In fall 2015 the Harvard Negotiation & Mediation Clinical Program (HNMCP), in collaboration with the Systemic Justice Project (SJP), launched a joint initiative for Harvard Law School (HLS) students called Real Talk – a series of small group facilitated dialogues and curated events on issues of diversity, equity, and inclusion. The initiative developed from a shared interest of HNMCP and SJP to promote dialogue among HLS students on how legal education can, at times, unwittingly silence student voices and experiences, especially as these experiences relate to identity and personal narrative.
Real Talk is an initial effort to provide a forum for HLS students to learn with and from each other— encouraging genuine conversation around challenging issues, emotions, and narratives that relate to the law, legal systems, and legal education; a forum that promotes an inclusivity and openness that can often become stymied in traditional law school classrooms; and a forum that promotes respect, understanding, curiosity about the other, and a willingness to be “raggedy” even in our deepest moments of difference and dissent. For HNMCP, Real Talk represents the first manifestation of what we hope will be a new, larger dialogue and facilitation initiative. For SJP, Real Talk is part of a general commitment to encouraging conversations about diversity and inclusion in legal education and, more generally, about systemic problems in society.
The pilot program brought together a small number of HLS student participants, trained student facilitators, and faculty advisors in an innovative experiment of facilitated dialogue and open engagement.
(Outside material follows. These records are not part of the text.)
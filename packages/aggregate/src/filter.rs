//! Reduces a point set to the points inside a [`Region`].
//!
//! Polygon regions are filtered in two stages: an O(n) bounding-box pass
//! over every point, then the exact point-in-polygon test on the survivors
//! only. Survivors are tracked by their index into the input slice, never
//! re-located by coordinate value, so duplicate points are kept as
//! distinct entries.

use hexmap_aggregate_models::Point;
use hexmap_spatial::Region;

use crate::AggregateError;

/// Indices of the points inside `region`, in input order.
///
/// Points with non-finite coordinates are skipped.
///
/// # Errors
///
/// Returns [`AggregateError::EmptyRegion`] if no point is inside.
pub fn filter_indices(points: &[Point], region: &Region) -> Result<Vec<usize>, AggregateError> {
    let candidates = prefilter(points, region);

    let survivors = match region {
        Region::BoundingBox(_) => candidates,
        Region::Polygons(polygons) => {
            let prefiltered = candidates.len();
            let exact: Vec<usize> = candidates
                .into_iter()
                .filter(|&i| polygons.contains(points[i].latitude, points[i].longitude))
                .collect();
            log::debug!(
                "Polygon filter: {prefiltered} bounding-box candidates -> {} inside",
                exact.len()
            );
            exact
        }
    };

    if survivors.is_empty() {
        return Err(AggregateError::EmptyRegion {
            points_in: points.len() as u64,
        });
    }

    Ok(survivors)
}

/// Points inside `region`, in input order.
///
/// # Errors
///
/// See [`filter_indices`].
pub fn filter<'a>(points: &'a [Point], region: &Region) -> Result<Vec<&'a Point>, AggregateError> {
    Ok(filter_indices(points, region)?
        .into_iter()
        .map(|i| &points[i])
        .collect())
}

/// Indices of the points inside the region's bounding box.
fn prefilter(points: &[Point], region: &Region) -> Vec<usize> {
    let bounds = region.bounds();
    let mut skipped = 0usize;

    let candidates: Vec<usize> = points
        .iter()
        .enumerate()
        .filter(|(_, p)| {
            if p.is_finite() {
                true
            } else {
                skipped += 1;
                false
            }
        })
        .filter(|(_, p)| bounds.contains(p.latitude, p.longitude))
        .map(|(i, _)| i)
        .collect();

    if skipped > 0 {
        log::debug!("Skipped {skipped} points with non-finite coordinates");
    }

    candidates
}

#[cfg(test)]
mod tests {
    use super::*;
    use hexmap_aggregate_models::BoundingBox;

    fn grid(step: f64) -> Vec<Point> {
        let mut points = Vec::new();
        let mut lat = -30.0;
        while lat <= 30.0 {
            let mut lon = -30.0;
            while lon <= 30.0 {
                points.push(Point::new(lat, lon));
                lon += step;
            }
            lat += step;
        }
        points
    }

    fn triangle() -> Region {
        Region::from_geojson_str(
            r#"{"type": "Polygon", "coordinates": [[[0, 0], [20, 0], [0, 20], [0, 0]]]}"#,
        )
        .unwrap()
    }

    #[test]
    fn box_membership_matches_inclusive_predicate() {
        let points = grid(2.5);
        let bbox = BoundingBox::new(10.0, -5.0, 7.5, -12.5);
        let region = Region::bounding_box(bbox).unwrap();
        let kept = filter_indices(&points, &region).unwrap();

        for (i, p) in points.iter().enumerate() {
            let expected = bbox.south <= p.latitude
                && p.latitude <= bbox.north
                && bbox.west <= p.longitude
                && p.longitude <= bbox.east;
            assert_eq!(
                kept.binary_search(&i).is_ok(),
                expected,
                "point ({}, {}) membership mismatch",
                p.latitude,
                p.longitude
            );
        }
    }

    #[test]
    fn polygon_result_is_subset_of_its_bounding_box() {
        let points = grid(1.0);
        let region = triangle();
        let bbox_region = Region::bounding_box(region.bounds()).unwrap();

        let exact = filter_indices(&points, &region).unwrap();
        let coarse = filter_indices(&points, &bbox_region).unwrap();

        assert!(exact.len() < coarse.len());
        for i in &exact {
            assert!(coarse.binary_search(i).is_ok(), "index {i} not in bbox result");
        }
    }

    #[test]
    fn polygon_filter_excludes_points_outside_triangle() {
        let points = vec![
            Point::new(5.0, 5.0),
            Point::new(15.0, 15.0),
            Point::new(1.0, 18.0),
        ];
        let kept = filter_indices(&points, &triangle()).unwrap();
        assert_eq!(kept, vec![0, 2]);
    }

    #[test]
    fn duplicate_points_are_kept_separately() {
        let points = vec![
            Point::new(5.0, 5.0),
            Point::new(5.0, 5.0),
            Point::new(50.0, 50.0),
            Point::new(5.0, 5.0),
        ];
        let kept = filter_indices(&points, &triangle()).unwrap();
        assert_eq!(kept, vec![0, 1, 3]);
    }

    #[test]
    fn non_finite_points_are_skipped() {
        let points = vec![
            Point::new(f64::NAN, 5.0),
            Point::new(5.0, f64::NAN),
            Point::new(5.0, 5.0),
        ];
        let region = Region::bounding_box(BoundingBox::new(90.0, -90.0, 180.0, -180.0)).unwrap();
        assert_eq!(filter_indices(&points, &region).unwrap(), vec![2]);
    }

    #[test]
    fn empty_result_is_an_error() {
        let points = vec![Point::new(50.0, 50.0), Point::new(-10.0, -10.0)];
        let region = Region::bounding_box(BoundingBox::new(20.0, 0.0, 20.0, 0.0)).unwrap();
        assert!(matches!(
            filter(&points, &region),
            Err(AggregateError::EmptyRegion { points_in: 2 })
        ));
    }

    #[test]
    fn filter_returns_original_points() {
        let points = vec![Point::new(10.0, 10.0), Point::new(50.0, 50.0)];
        let region = Region::bounding_box(BoundingBox::new(20.0, 0.0, 20.0, 0.0)).unwrap();
        let kept = filter(&points, &region).unwrap();
        assert_eq!(kept.len(), 1);
        assert!(std::ptr::eq(kept[0], &points[0]));
    }
}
We were fortunate to recruit four student facilitators who have extensive facilitation training and experience, each having taken the HLS Lawyer as Facilitator and the HLS Negotiation Workshop. These facilitators led small groups of six participants (composed of first and third year law students) in four dialogue sessions throughout the fall semester. These dialogues were bolstered by several events – Fighting Debtor’s Prison in Ferguson,[1] After Ferguson, Baltimore, New York: Strategies for Systemic Change,[2] and On the Battlefield of Merit: the History of Harvard Law School[3] – that served as the basis for two of the dialogue sessions.
The first round of Real Talk was met with decisive gratitude. Participant feedback indicated that the program provided a much-needed environment to express their experiences and perspectives, listen to the stories and views of others, and to share and receive a sense of empathetic understanding. In talking with students throughout the initiative, we developed an even deeper appreciation for how important spaces for authenticity, reflection, vulnerability, and conflictedness are in higher education and legal training.
We also were reminded that creating those fora is typically fraught and complex. Our preparation and review sessions with facilitators highlighted many challenges to creating open dialogue. What is the role of neutrality in facilitating dialogue on equity and inclusion? What might be the role of power and privilege in dialogue facilitation? What impact does the facilitator’s identity have on discussion and how does a facilitator manage them? How does participant composition across identity, background, and status affect the dialogue experience and what are the implications (if any) for convening such groups? We gathered that there is great value in deeper and more nuanced facilitation training at HLS, as well as a great need for HLS students to receive training on engaging in dialogue as a participant. And, as with most worthy experiences, we were pleased to have left with as many questions as “answers.”
Now, we have invited the facilitators from Real Talk – Ariel Eckblad ‘16, Deanna Parrish ’16, Carson Wheet ‘16, and Lindsey Whyte ‘16 – to share their reflections through a series of blog posts. We will publish one blog post from a different facilitator each week. Their posts touch on the themes mentioned above, as well as others, providing an inside look into their experiences, lessons, and questions from Real Talk. We hope that you enjoy these pieces, and that you will join us as we seek to dig more deeply into this important work.
By Robert C. Bordone, Jon Hanson, Jacob Lipton, and Sam W. Straus
[1] A panel discussion with Thomas Harvey, Executive Director of ArchCity Defenders and Alec Karakatsanis ’08, Co-founder of Equal Justice Under Law.
[2] A panel discussion with Thomas Harvey, Executive Director of ArchCity Defenders, Chiraag Bains ’08: Dept. of Justice Civil Rights Division, Marbre Stahly-Butts: Center for Popular Democracy, and Alec Karakatsanis’08, Co-founder of Equal Justice Under Law.
[3] A lecture and discussion with Dan Coquillette, Charles Warren Visiting Professor of American Legal History, Harvard Law School.